### Dataset excerpts
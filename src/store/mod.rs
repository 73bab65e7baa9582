//! Named cache stores
//!
//! A cache store maps a normalized request identity to a stored response.
//! Stores are created on first use, entries are overwritten on re-put and
//! never expire individually. Deleting a whole store is the only eviction.
//!
//! # Backends
//!
//! | Backend | Persistence | Used by |
//! |---------|-------------|---------|
//! | [`MemoryStorage`] | process lifetime | tests, embedding hosts |
//! | [`DiskStorage`] | directory per store | the `swcache` binary |

pub mod disk;
pub mod memory;

pub use disk::DiskStorage;
pub use memory::MemoryStorage;

use crate::error::SwcacheResult;
use crate::http::{RequestKey, Response};
use async_trait::async_trait;

/// Storage holding every named cache store of one origin
#[async_trait]
pub trait CacheStorage: Send + Sync {
    /// Open a store, creating it empty if it does not exist
    async fn open(&self, name: &str) -> SwcacheResult<()>;

    /// Check whether a store exists
    async fn has(&self, name: &str) -> SwcacheResult<bool>;

    /// Look up an entry. A missing store is a miss, not an error.
    async fn get(&self, name: &str, key: &RequestKey) -> SwcacheResult<Option<Response>>;

    /// Insert or overwrite an entry, creating the store if needed
    async fn put(&self, name: &str, key: RequestKey, response: Response) -> SwcacheResult<()>;

    /// Insert a batch of entries so that either all or none become visible
    async fn put_all(&self, name: &str, entries: Vec<(RequestKey, Response)>)
        -> SwcacheResult<()>;

    /// Names of all existing stores, sorted
    async fn keys(&self) -> SwcacheResult<Vec<String>>;

    /// Delete a whole store. Returns false if it did not exist.
    async fn delete(&self, name: &str) -> SwcacheResult<bool>;

    /// Keys of all entries in a store, sorted
    async fn entries(&self, name: &str) -> SwcacheResult<Vec<RequestKey>>;
}
//! Activate command - re-run activation for the installed version

use super::Workspace;
use crate::config::Config;
use crate::error::{SwcacheError, SwcacheResult};
use crate::ui::{self, TaskSpinner, UiContext};

/// Execute the activate command
pub async fn execute(config: &Config) -> SwcacheResult<()> {
    let ctx = UiContext::detect();
    let workspace = Workspace::new(config);
    let mut registration = workspace.registration().await?;

    // A waiting version takes precedence over the active one
    let version = registration
        .waiting
        .clone()
        .or_else(|| registration.active.clone())
        .ok_or_else(|| SwcacheError::InvalidTransition {
            action: "activate".to_string(),
            state: "not installed".to_string(),
        })?;

    let mut manager = workspace.manager(config, version.clone())?.resume_installed();

    let mut spinner = TaskSpinner::new(&ctx);
    spinner.start(&format!("Activating {}...", version));
    let report = match manager.activate().await {
        Ok(report) => report,
        Err(e) => {
            spinner.stop_error(&format!("Activation of {} failed", version));
            return Err(e);
        }
    };
    spinner.stop(&format!("{} activated", version));

    registration.set_active(version);
    workspace.save_registration(&registration).await?;

    ui::activation_summary(&ctx, &report);
    ui::field(&ctx, "Kept", &report.kept.join(", "), None);

    Ok(())
}
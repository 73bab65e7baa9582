//! CLI command implementations

pub mod activate;
pub mod config;
pub mod fetch;
pub mod install;
pub mod message;
pub mod status;
pub mod stores;

pub use activate::execute as activate;
pub use config::execute as config;
pub use fetch::execute as fetch;
pub use install::execute as install;
pub use message::execute as message;
pub use status::execute as status;
pub use stores::execute as stores;

use crate::config::Config;
use crate::error::SwcacheResult;
use crate::journal::Journal;
use crate::lifecycle::{LifecycleManager, Registration};
use crate::network::HttpFetcher;
use crate::store::DiskStorage;
use crate::version::VersionTag;
use std::path::PathBuf;
use std::sync::Arc;

/// Collaborators shared by every command that touches the stores
pub(crate) struct Workspace {
    pub storage: Arc<DiskStorage>,
    pub fetcher: Arc<HttpFetcher>,
    pub registration_path: PathBuf,
    pub journal: Journal,
}

impl Workspace {
    pub fn new(config: &Config) -> Self {
        let root = config.storage_dir();
        Self {
            registration_path: Registration::path_in(&root),
            storage: Arc::new(DiskStorage::new(root)),
            fetcher: Arc::new(HttpFetcher::new(&config.network)),
            journal: Journal::new(config),
        }
    }

    pub async fn registration(&self) -> SwcacheResult<Registration> {
        Registration::load(&self.registration_path).await
    }

    pub async fn save_registration(&self, registration: &Registration) -> SwcacheResult<()> {
        registration.save(&self.registration_path).await
    }

    /// Lifecycle manager for `version` over the on-disk stores
    pub fn manager(&self, config: &Config, version: VersionTag) -> SwcacheResult<LifecycleManager> {
        Ok(LifecycleManager::new(
            version,
            &config.static_manifest(),
            &config.scope_url()?,
            self.storage.clone(),
            self.fetcher.clone(),
        )?
        .with_journal(self.journal.clone()))
    }
}
//! Open client contexts (pages, tabs) and which version controls them

use crate::version::VersionTag;
use std::collections::HashMap;
use std::sync::Arc;
use tokio::sync::RwLock;
use uuid::Uuid;

/// One open browsing context
#[derive(Debug, Clone, PartialEq, Eq)]
pub struct Client {
    pub id: Uuid,
    pub url: String,
    /// Version currently intercepting this client's requests
    pub controller: Option<VersionTag>,
}

/// Shared registry of open clients
#[derive(Debug, Clone, Default)]
pub struct Clients {
    inner: Arc<RwLock<HashMap<Uuid, Client>>>,
}

impl Clients {
    pub fn new() -> Self {
        Self::default()
    }

    /// Register a client controlled by `controller` (or by nothing)
    pub async fn open(&self, url: impl Into<String>, controller: Option<VersionTag>) -> Uuid {
        let id = Uuid::new_v4();
        let client = Client {
            id,
            url: url.into(),
            controller,
        };
        self.inner.write().await.insert(id, client);
        id
    }

    pub async fn close(&self, id: Uuid) -> bool {
        self.inner.write().await.remove(&id).is_some()
    }

    pub async fn get(&self, id: Uuid) -> Option<Client> {
        self.inner.read().await.get(&id).cloned()
    }

    pub async fn len(&self) -> usize {
        self.inner.read().await.len()
    }

    pub async fn is_empty(&self) -> bool {
        self.inner.read().await.is_empty()
    }

    /// Number of clients controlled by a version other than `version`
    pub async fn controlled_by_other(&self, version: &VersionTag) -> usize {
        self.inner
            .read()
            .await
            .values()
            .filter(|c| c.controller.as_ref().is_some_and(|v| v != version))
            .count()
    }

    /// Make `version` the controller of every open client without waiting
    /// for navigations. Returns the number of clients claimed.
    pub async fn claim(&self, version: &VersionTag) -> usize {
        let mut clients = self.inner.write().await;
        for client in clients.values_mut() {
            client.controller = Some(version.clone());
        }
        clients.len()
    }
}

### What is expected
Every record should be repeated exactly; please leave none out.

### Exercise output
filename src/store/mod.rs
repository 73bab65e7baa9582
//! Named cache stores
//!
//! A cache store maps a normalized request identity to a stored response.
//! Stores are created on first use, entries are overwritten on re-put and
//! never expire individually. Deleting a whole store is the only eviction.
//!
//! # Backends
//!
//! | Backend | Persistence | Used by |
//! |---------|-------------|---------|
//! | [`MemoryStorage`] | process lifetime | tests, embedding hosts |
//! | [`DiskStorage`] | directory per store | the `swcache` binary |

pub mod disk;
pub mod memory;

pub use disk::DiskStorage;
pub use memory::MemoryStorage;

use crate::error::SwcacheResult;
use crate::http::{RequestKey, Response};
use async_trait::async_trait;

/// Storage holding every named cache store of one origin
#[async_trait]
pub trait CacheStorage: Send + Sync {
    /// Open a store, creating it empty if it does not exist
    async fn open(&self, name: &str) -> SwcacheResult<()>;

    /// Check whether a store exists
    async fn has(&self, name: &str) -> SwcacheResult<bool>;

    /// Look up an entry. A missing store is a miss, not an error.
    async fn get(&self, name: &str, key: &RequestKey) -> SwcacheResult<Option<Response>>;

    /// Insert or overwrite an entry, creating the store if needed
    async fn put(&self, name: &str, key: RequestKey, response: Response) -> SwcacheResult<()>;

    /// Insert a batch of entries so that either all or none become visible
    async fn put_all(&self, name: &str, entries: Vec<(RequestKey, Response)>)
        -> SwcacheResult<()>;

    /// Names of all existing stores, sorted
    async fn keys(&self) -> SwcacheResult<Vec<String>>;

    /// Delete a whole store. Returns false if it did not exist.
    async fn delete(&self, name: &str) -> SwcacheResult<bool>;

    /// Keys of all entries in a store, sorted
    async fn entries(&self, name: &str) -> SwcacheResult<Vec<RequestKey>>;
}
//! Activate command - re-run activation for the installed version

use super::Workspace;
use crate::config::Config;
use crate::error::{SwcacheError, SwcacheResult};
use crate::ui::{self, TaskSpinner, UiContext};

/// Execute the activate command
pub async fn execute(config: &Config) -> SwcacheResult<()> {
    let ctx = UiContext::detect();
    let workspace = Workspace::new(config);
    let mut registration = workspace.registration().await?;

    // A waiting version takes precedence over the active one
    let version = registration
        .waiting
        .clone()
        .or_else(|| registration.active.clone())
        .ok_or_else(|| SwcacheError::InvalidTransition {
            action: "activate".to_string(),
            state: "not installed".to_string(),
        })?;

    let mut manager = workspace.manager(config, version.clone())?.resume_installed();

    let mut spinner = TaskSpinner::new(&ctx);
    spinner.start(&format!("Activating {}...", version));
    let report = match manager.activate().await {
        Ok(report) => report,
        Err(e) => {
            spinner.stop_error(&format!("Activation of {} failed", version));
            return Err(e);
        }
    };
    spinner.stop(&format!("{} activated", version));

    registration.set_active(version);
    workspace.save_registration(&registration).await?;

    ui::activation_summary(&ctx, &report);
    ui::field(&ctx, "Kept", &report.kept.join(", "), None);

    Ok(())
}
repository 73bab65e7baa9582
//! CLI command implementations

pub mod activate;
pub mod config;
pub mod fetch;
pub mod install;
pub mod message;
pub mod status;
pub mod stores;

pub use activate::execute as activate;
pub use config::execute as config;
pub use fetch::execute as fetch;
pub use install::execute as install;
pub use message::execute as message;
pub use status::execute as status;
pub use stores::execute as stores;

use crate::config::Config;
use crate::error::SwcacheResult;
use crate::journal::Journal;
use crate::lifecycle::{LifecycleManager, Registration};
use crate::network::HttpFetcher;
use crate::store::DiskStorage;
use crate::version::VersionTag;
use std::path::PathBuf;
use std::sync::Arc;

/// Collaborators shared by every command that touches the stores
pub(crate) struct Workspace {
    pub storage: Arc<DiskStorage>,
    pub fetcher: Arc<HttpFetcher>,
    pub registration_path: PathBuf,
    pub journal: Journal,
}

impl Workspace {
    pub fn new(config: &Config) -> Self {
        let root = config.storage_dir();
        Self {
            registration_path: Registration::path_in(&root),
            storage: Arc::new(DiskStorage::new(root)),
            fetcher: Arc::new(HttpFetcher::new(&config.network)),
            journal: Journal::new(config),
        }
    }

    pub async fn registration(&self) -> SwcacheResult<Registration> {
        Registration::load(&self.registration_path).await
    }

    pub async fn save_registration(&self, registration: &Registration) -> SwcacheResult<()> {
        registration.save(&self.registration_path).await
    }

    /// Lifecycle manager for `version` over the on-disk stores
    pub fn manager(&self, config: &Config, version: VersionTag) -> SwcacheResult<LifecycleManager> {
        Ok(LifecycleManager::new(
            version,
            &config.static_manifest(),
            &config.scope_url()?,
            self.storage.clone(),
            self.fetcher.clone(),
        )?
        .with_journal(self.journal.clone()))
    }
}
//! Open client contexts (pages, tabs) and which version controls them

use crate::version::VersionTag;
use std::collections::HashMap;
use std::sync::Arc;
use tokio::sync::RwLock;
use uuid::Uuid;

/// One open browsing context
#[derive(Debug, Clone, PartialEq, Eq)]
pub struct Client {
    pub id: Uuid,
    pub url: String,
    /// Version currently intercepting this client's requests
    pub controller: Option<VersionTag>,
}

/// Shared registry of open clients
#[derive(Debug, Clone, Default)]
pub struct Clients {
    inner: Arc<RwLock<HashMap<Uuid, Client>>>,
}

impl Clients {
    pub fn new() -> Self {
        Self::default()
    }

    /// Register a client controlled by `controller` (or by nothing)
    pub async fn open(&self, url: impl Into<String>, controller: Option<VersionTag>) -> Uuid {
        let id = Uuid::new_v4();
        let client = Client {
            id,
            url: url.into(),
            controller,
        };
        self.inner.write().await.insert(id, client);
        id
    }

    pub async fn close(&self, id: Uuid) -> bool {
        self.inner.write().await.remove(&id).is_some()
    }

    pub async fn get(&self, id: Uuid) -> Option<Client> {
        self.inner.read().await.get(&id).cloned()
    }

    pub async fn len(&self) -> usize {
        self.inner.read().await.len()
    }

    pub async fn is_empty(&self) -> bool {
        self.inner.read().await.is_empty()
    }

    /// Number of clients controlled by a version other than `version`
    pub async fn controlled_by_other(&self, version: &VersionTag) -> usize {
        self.inner
            .read()
            .await
            .values()
            .filter(|c| c.controller.as_ref().is_some_and(|v| v != version))
            .count()
    }

    /// Make `version` the controller of every open client without waiting
    /// for navigations. Returns the number of clients claimed.
    pub async fn claim(&self, version: &VersionTag) -> usize {
        let mut clients = self.inner.write().await;
        for client in clients.values_mut() {
            client.controller = Some(version.clone());
        }
        clients.len()
    }
}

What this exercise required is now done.